[Excerpted data — start]

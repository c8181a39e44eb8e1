//! Rule loading and routing decision tests

use std::sync::Arc;

use pretty_assertions::assert_eq;
use tokio_test::{assert_err, assert_ok};
use tiered_dispatch::{
    error::AppError,
    profile::{
        AnalysisDepth, ComplexityLevel, Dimension, LanguageType, PrivacyLevel,
        RequirementProfile, ResponseTime,
    },
    routing::RoutingEngine,
    rules::TargetId,
    RuleSet,
};

use crate::common::{test_rules, CLOUD, LOCAL, OCR, TEST_RULES};

fn with_weights(complexity: &str) -> String {
    TEST_RULES.replace("complexity_level: 0.3", &format!("complexity_level: {}", complexity))
}

#[test]
fn test_shipped_rules_file_loads() {
    let rules = assert_ok!(RuleSet::from_path("config/routing_rules.yaml"));
    assert_eq!(rules.privacy_target().as_str(), LOCAL);
    assert_eq!(rules.capability_target().as_str(), CLOUD);
    assert!(rules.special_route("traditional_chinese_ocr").is_some());
}

#[test]
fn test_missing_rules_file_is_an_error() {
    assert_err!(RuleSet::from_path("config/does_not_exist.yaml"));
}

#[test]
fn test_weight_sums_off_by_a_few_percent_are_rejected() {
    // 0.27 -> sum 0.97, 0.35 -> sum 1.05
    for weight in ["0.27", "0.35"] {
        let err = RuleSet::from_yaml_str(&with_weights(weight)).unwrap_err();
        assert!(
            matches!(err, AppError::MisconfiguredWeights { .. }),
            "weight {} gave {:?}",
            weight,
            err
        );
    }
}

#[test]
fn test_weight_sum_within_tolerance_is_accepted() {
    assert_ok!(RuleSet::from_yaml_str(&with_weights("0.300000001")));
}

#[test]
fn test_unknown_dimension_is_rejected() {
    let text = TEST_RULES.replace("  response_time: 0.1", "  response_time: 0.05\n  mood: 0.05");
    let err = RuleSet::from_yaml_str(&text).unwrap_err();
    assert!(matches!(err, AppError::InvalidRuleTable(ref m) if m.contains("mood")));
}

#[test]
fn test_scenario_complex_ai_routes_to_cloud() {
    let engine = RoutingEngine::new(test_rules());
    let profile = RequirementProfile::new()
        .with_complexity(ComplexityLevel::Complex)
        .with_domain("ai")
        .with_privacy(PrivacyLevel::Normal)
        .with_response_time(ResponseTime::Normal);

    let decision = engine.decide(&profile).unwrap();

    assert_eq!(decision.chosen_target.as_str(), CLOUD);
    assert!(decision.score_of(&TargetId::from(CLOUD)) >= 0.65);
    assert!(!decision.is_special_override);
}

#[test]
fn test_decisions_are_deterministic() {
    let engine = RoutingEngine::new(test_rules());
    let profile = RequirementProfile::new()
        .with_complexity(ComplexityLevel::Medium)
        .with_domain("web")
        .with_language(LanguageType::Multilingual)
        .with_analysis_depth(AnalysisDepth::Basic)
        .with_privacy(PrivacyLevel::Public);

    let first = engine.decide(&profile).unwrap();
    for _ in 0..20 {
        let again = engine.decide(&profile).unwrap();
        assert_eq!(again.chosen_target, first.chosen_target);
        assert_eq!(again.score_per_target, first.score_per_target);
        assert_eq!(again.contributing_dimensions, first.contributing_dimensions);
    }
}

#[test]
fn test_special_category_ignores_other_dimensions() {
    let engine = RoutingEngine::new(test_rules());
    let profile = RequirementProfile::new()
        .with_complexity(ComplexityLevel::Complex)
        .with_domain("web")
        .with_language(LanguageType::English)
        .with_privacy(PrivacyLevel::Public)
        .with_response_time(ResponseTime::Batch)
        .with_special_category("traditional_chinese_ocr");

    let decision = engine.decide(&profile).unwrap();

    assert!(decision.is_special_override);
    assert_eq!(decision.chosen_target.as_str(), OCR);
    assert!(decision.contributing_dimensions.is_empty());
    let models: Vec<&str> = decision
        .special_route
        .as_ref()
        .unwrap()
        .ordered_model_list
        .iter()
        .map(|m| m.model.as_str())
        .collect();
    assert_eq!(models, vec!["qwen2.5-vl-7b", "mistral-ocr", "gemini-1.5-pro"]);
}

#[test]
fn test_contributing_dimensions_reproduce_winner() {
    let engine = RoutingEngine::new(Arc::clone(&test_rules()));
    let profile = RequirementProfile::new()
        .with_complexity(ComplexityLevel::Simple)
        .with_domain("ai")
        .with_language(LanguageType::Chinese)
        .with_privacy(PrivacyLevel::Sensitive)
        .with_response_time(ResponseTime::Batch);

    let decision = engine.decide(&profile).unwrap();
    assert_eq!(decision.chosen_target.as_str(), LOCAL);
    assert_eq!(
        decision.contributing_dimensions,
        vec![
            Dimension::ComplexityLevel,
            Dimension::LanguageType,
            Dimension::PrivacyLevel
        ]
    );

    let reduced = profile.only(&decision.contributing_dimensions);
    assert_eq!(engine.decide(&reduced).unwrap().chosen_target.as_str(), LOCAL);
}

#[test]
fn test_unrecognised_value_is_invalid_profile() {
    let err = RequirementProfile::from_value(serde_json::json!({
        "complexity_level": "galactic"
    }))
    .unwrap_err();
    assert!(matches!(err, AppError::InvalidProfile(_)));

    let engine = RoutingEngine::new(test_rules());
    let err = engine
        .decide(&RequirementProfile::new().with_domain("astrology"))
        .unwrap_err();
    assert!(matches!(err, AppError::InvalidProfile(_)));
}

[Excerpted data — finish]

**Task requirements:** Write out every line of the data that holds the word "TargetId".

**Solution to this exercise:**
    rules::TargetId,
    assert!(decision.score_of(&TargetId::from(CLOUD)) >= 0.65);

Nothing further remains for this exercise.